Composition, stability and fluorescence properties of metal complexes of an aza-flavonol analog 1-methyl-2-phenyl-3-hydroxy-4(1H)-quinolone in aqueous solution

Abstract

Aza-flavonols are compounds containing the 3-hydroxy-4(1H)-quinolone moiety, a unique scaffold with applications expanding from fluorescent probes and bioimaging to potential metal-related pharmaceutical drugs. Compositions and stability constants of metal complexes of an aza-flavonol 1-methy1-2-pheny1-3-hydroxy-4(1H)quinolone (LH) in aqueous micellar medium of hexadecyltrimethylammonium bromide were established by fluorescence and spectrophotometric titration of LH in the presence of metal ions of different type at variable pH. Strong binding with quenching of ligand fluorescence was observed for Cu2+, Fe2+/(3+) and Pb2+ cations.
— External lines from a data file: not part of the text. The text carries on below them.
// packages/engine/src/interception/mod.rs
//! Request interception layer
//!
//! - **Interceptor**: apply/dispose lifecycle, one live instance per symbol
//! - **Resolver**: runs `Request` listeners until one answers
//! - **Fetch**: patched fetch client with mock and passthrough paths
//! - **XHR**: proxied XMLHttpRequest driven by a per-request controller
//! - **Batch**: several interceptors behind one listener surface
//! - **Mock routes**: host-to-response table usable as a listener
//!
//! # Architecture
//!
//! ```text
//! Caller
//!     │
//!     ├─ fetch(request) ─┐
//!     │                  ├─ emit Request → listeners → respond_with?
//!     └─ xhr.send() ─────┘        │
//!                                 ├─ mocked  → synthetic response
//!                                 └─ none    → original client
//!                                                 │
//!                                 emit Response ◄─┘
//! ```

pub mod batch;
pub mod deferred;
pub mod environment;
pub mod events;
pub mod fetch;
pub mod interceptor;
pub mod registry;
pub mod resolver;
pub mod routing_table;
pub mod xhr;

// Re-export commonly used types
pub use batch::{presets, BatchInterceptor};
pub use deferred::{Deferred, DeferredState};
pub use environment::ClientEnvironment;
pub use events::{
    request_listener, response_listener, HttpEmitter, HttpListener, InteractiveRequest,
    InterceptorEvent, InterceptorEventKind, RequestController, RequestEvent, RequestId,
    ResponseEvent,
};
pub use fetch::{FetchClient, FetchInterceptor, HyperFetchClient, InterceptedFetch};
pub use interceptor::{Interceptor, InterceptorHandle, InterceptorSetup, InterceptorState};
pub use registry::{InterceptorRegistry, InterceptorSymbol};
pub use routing_table::{MockResponse, MockRoute, MockRoutes};
pub use xhr::{ReadyState, XhrFactory, XhrInterceptor, XmlHttpRequest};
// packages/engine/src/lib.rs
//! Network Request Interception Engine
//!
//! Intercepts requests issued through fetch-style and XMLHttpRequest-style
//! clients, lets listeners inspect them and answer with mocked responses, and
//! reports every final response.
//!
//! # Architecture
//!
//! The engine is structured into several key modules:
//!
//! - **hub**: Async event emitter with ordered, awaited listeners
//! - **message**: Request, response, headers, bodies and abort signals
//! - **interception**: Interceptor lifecycle, fetch and XHR interception
//! - **observability**: Tracing subscriber and metric descriptions
//! - **utils**: Configuration, errors and the call proxy

// Public module exports
pub mod hub;
pub mod interception;
pub mod message;
pub mod observability;
pub mod utils;

// Re-export commonly used types
pub use interception::{
    presets, BatchInterceptor, ClientEnvironment, FetchInterceptor, InterceptorEventKind,
    MockRoutes, XhrInterceptor,
};
pub use message::{AbortController, Request, Response};
pub use utils::config::EngineConfig;
pub use utils::errors::{InterceptError, Result};

// Version information
pub const VERSION: &str = env!("CARGO_PKG_VERSION");
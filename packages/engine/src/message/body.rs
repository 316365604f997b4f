// packages/engine/src/message/body.rs
//! Message bodies
//!
//! A [`Body`] is empty, a single buffer, or a byte stream. Stream bodies are
//! replayable: every clone reads the full stream from the start, and the
//! underlying source is polled at most once per chunk no matter how many
//! readers exist. This is what lets an interceptor hand a copy of a response
//! to observers while the caller consumes the original.

use crate::utils::errors::{InterceptError, Result};
use bytes::{Bytes, BytesMut};
use futures::stream::{self, BoxStream, Stream, StreamExt};
use parking_lot::Mutex;
use serde::de::DeserializeOwned;
use std::fmt;
use std::pin::Pin;
use std::sync::Arc;
use std::task::{Context, Poll, Waker};

/// Item produced by a body stream
pub type Chunk = Result<Bytes>;

/// Request or response body
#[derive(Clone, Default)]
pub struct Body {
    kind: BodyKind,
}

#[derive(Clone, Default)]
enum BodyKind {
    #[default]
    Empty,
    Full(Bytes),
    Stream(Arc<Mutex<SharedStream>>),
}

struct SharedStream {
    source: Option<BoxStream<'static, Chunk>>,
    chunks: Vec<Chunk>,
    done: bool,
    waiters: Vec<Waker>,
}

impl SharedStream {
    fn wake_all(&mut self) {
        for waker in self.waiters.drain(..) {
            waker.wake();
        }
    }
}

impl Body {
    pub fn empty() -> Self {
        Self::default()
    }

    /// Body backed by a stream of chunks
    pub fn from_stream<S>(stream: S) -> Self
    where
        S: Stream<Item = Chunk> + Send + 'static,
    {
        Self {
            kind: BodyKind::Stream(Arc::new(Mutex::new(SharedStream {
                source: Some(stream.boxed()),
                chunks: Vec::new(),
                done: false,
                waiters: Vec::new(),
            }))),
        }
    }

    /// Stream body yielding the given chunks in order
    pub fn from_chunks<I, B>(chunks: I) -> Self
    where
        I: IntoIterator<Item = B>,
        B: Into<Bytes>,
    {
        let chunks: Vec<Chunk> = chunks.into_iter().map(|c| Ok(c.into())).collect();
        Self::from_stream(stream::iter(chunks))
    }

    /// True for bodies that are known to carry no bytes
    pub fn is_empty(&self) -> bool {
        match &self.kind {
            BodyKind::Empty => true,
            BodyKind::Full(bytes) => bytes.is_empty(),
            BodyKind::Stream(_) => false,
        }
    }

    pub fn is_stream(&self) -> bool {
        matches!(self.kind, BodyKind::Stream(_))
    }

    /// Exact length when known without reading
    pub fn size_hint(&self) -> Option<u64> {
        match &self.kind {
            BodyKind::Empty => Some(0),
            BodyKind::Full(bytes) => Some(bytes.len() as u64),
            BodyKind::Stream(_) => None,
        }
    }

    /// Read the body chunk by chunk
    pub fn into_stream(self) -> BoxStream<'static, Chunk> {
        match self.kind {
            BodyKind::Empty => stream::empty().boxed(),
            BodyKind::Full(bytes) => stream::once(async move { Ok(bytes) }).boxed(),
            BodyKind::Stream(shared) => BodyReader { shared, cursor: 0 }.boxed(),
        }
    }

    /// Read the whole body
    pub async fn bytes(self) -> Result<Bytes> {
        match self.kind {
            BodyKind::Empty => Ok(Bytes::new()),
            BodyKind::Full(bytes) => Ok(bytes),
            kind @ BodyKind::Stream(_) => {
                let mut stream = Self { kind }.into_stream();
                let mut buffer = BytesMut::new();
                while let Some(chunk) = stream.next().await {
                    buffer.extend_from_slice(&chunk?);
                }
                Ok(buffer.freeze())
            }
        }
    }

    /// Read the whole body as UTF-8 text (invalid sequences are replaced)
    pub async fn text(self) -> Result<String> {
        let bytes = self.bytes().await?;
        Ok(String::from_utf8_lossy(&bytes).into_owned())
    }

    pub async fn json<T: DeserializeOwned>(self) -> Result<T> {
        let bytes = self.bytes().await?;
        serde_json::from_slice(&bytes).map_err(|e| InterceptError::Body(e.to_string()))
    }
}

impl fmt::Debug for Body {
    fn fmt(&self, f: &mut fmt::Formatter<'_>) -> fmt::Result {
        match &self.kind {
            BodyKind::Empty => f.write_str("Body::Empty"),
            BodyKind::Full(bytes) => write!(f, "Body::Full({} bytes)", bytes.len()),
            BodyKind::Stream(_) => f.write_str("Body::Stream"),
        }
    }
}

impl From<Bytes> for Body {
    fn from(bytes: Bytes) -> Self {
        Self {
            kind: BodyKind::Full(bytes),
        }
    }
}

impl From<Vec<u8>> for Body {
    fn from(bytes: Vec<u8>) -> Self {
        Bytes::from(bytes).into()
    }
}

impl From<String> for Body {
    fn from(text: String) -> Self {
        Bytes::from(text).into()
    }
}

impl From<&'static str> for Body {
    fn from(text: &'static str) -> Self {
        Bytes::from_static(text.as_bytes()).into()
    }
}

impl From<&'static [u8]> for Body {
    fn from(bytes: &'static [u8]) -> Self {
        Bytes::from_static(bytes).into()
    }
}

/// One reader over a shared stream body
struct BodyReader {
    shared: Arc<Mutex<SharedStream>>,
    cursor: usize,
}

impl Stream for BodyReader {
    type Item = Chunk;

    fn poll_next(mut self: Pin<&mut Self>, cx: &mut Context<'_>) -> Poll<Option<Chunk>> {
        let this = &mut *self;
        let mut shared = this.shared.lock();

        if let Some(chunk) = shared.chunks.get(this.cursor) {
            this.cursor += 1;
            return Poll::Ready(Some(chunk.clone()));
        }
        if shared.done {
            return Poll::Ready(None);
        }

        let polled = match shared.source.as_mut() {
            Some(source) => source.poll_next_unpin(cx),
            None => Poll::Ready(None),
        };

        match polled {
            Poll::Ready(Some(chunk)) => {
                // A failed read ends the stream for every reader
                if chunk.is_err() {
                    shared.done = true;
                    shared.source = None;
                }
                shared.chunks.push(chunk.clone());
                this.cursor += 1;
                shared.wake_all();
                Poll::Ready(Some(chunk))
            }
            Poll::Ready(None) => {
                shared.done = true;
                shared.source = None;
                shared.wake_all();
                Poll::Ready(None)
            }
            Poll::Pending => {
                if !shared.waiters.iter().any(|w| w.will_wake(cx.waker())) {
                    shared.waiters.push(cx.waker().clone());
                }
                Poll::Pending
            }
        }
    }
}

impl Drop for BodyReader {
    fn drop(&mut self) {
        // The source may have registered only this reader's waker
        self.shared.lock().wake_all();
    }
}

#[cfg(test)]
mod tests {
    use super::*;
    use futures::channel::mpsc;

    #[tokio::test]
    async fn test_full_body() {
        let body = Body::from("hello");
        assert!(!body.is_empty());
        assert_eq!(body.size_hint(), Some(5));
        assert_eq!(body.text().await.unwrap(), "hello");
    }

    #[tokio::test]
    async fn test_empty_body() {
        let body = Body::empty();
        assert!(body.is_empty());
        assert!(body.clone().into_stream().next().await.is_none());
        assert!(body.bytes().await.unwrap().is_empty());
    }

    #[tokio::test]
    async fn test_stream_clones_replay() {
        let body = Body::from_chunks(["a", "b", "c"]);
        let copy = body.clone();

        assert_eq!(body.text().await.unwrap(), "abc");
        assert_eq!(copy.clone().text().await.unwrap(), "abc");

        let chunks: Vec<Bytes> = copy
            .into_stream()
            .map(|c| c.unwrap())
            .collect()
            .await;
        assert_eq!(chunks.len(), 3);
    }

    #[tokio::test]
    async fn test_concurrent_readers_see_every_chunk() {
        let (tx, rx) = mpsc::unbounded::<Chunk>();
        let body = Body::from_stream(rx);

        let first = tokio::spawn(body.clone().text());
        let second = tokio::spawn(body.text());

        for part in ["x", "y", "z"] {
            tx.unbounded_send(Ok(Bytes::from_static(part.as_bytes()))).unwrap();
            tokio::task::yield_now().await;
        }
        drop(tx);

        assert_eq!(first.await.unwrap().unwrap(), "xyz");
        assert_eq!(second.await.unwrap().unwrap(), "xyz");
    }

    #[tokio::test]
    async fn test_stream_error_is_terminal() {
        let body = Body::from_stream(stream::iter(vec![
            Ok(Bytes::from_static(b"ok")),
            Err(InterceptError::Body("connection reset".into())),
            Ok(Bytes::from_static(b"never")),
        ]));

        let err = body.clone().bytes().await.unwrap_err();
        assert_eq!(err, InterceptError::Body("connection reset".into()));

        let items: Vec<Chunk> = body.into_stream().collect().await;
        assert_eq!(items.len(), 2);
    }

    #[tokio::test]
    async fn test_json() {
        let body = Body::from(r#"{"id": 7}"#);
        let value: serde_json::Value = body.json().await.unwrap();
        assert_eq!(value["id"], 7);
    }
}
The complexation with Zn2+ induced strong fluorescence enhancement in ZnL+ complex and smaller enhancement in ZnL2 complex. Al3+, Ga3+ and Me2Sn2+ cations induced strong fluorescence enhancement in 1:1 ML complexes, but quenching in ML2 complexes. Together with the relevant literature data these results indicate that the quenching effect in 1:2 complexes along with strong fluorescence enhancement in respective 1:1 complexes is a general phenomenon for 3-hydroxypyranone and 3-hydroxypyridinone ligands. The quantum mechanical Natural Transition Orbital analysis of ground and excited states of LH, AlL2+ and AlL2+ species reveals that the fluorescence of AlL2+ complex is quenched by an internal electron transfer process, which is absent in the 1:1 AlL2 complex. The results emphasize strong dependence of the coordination induced fluorescence changes on the complex composition.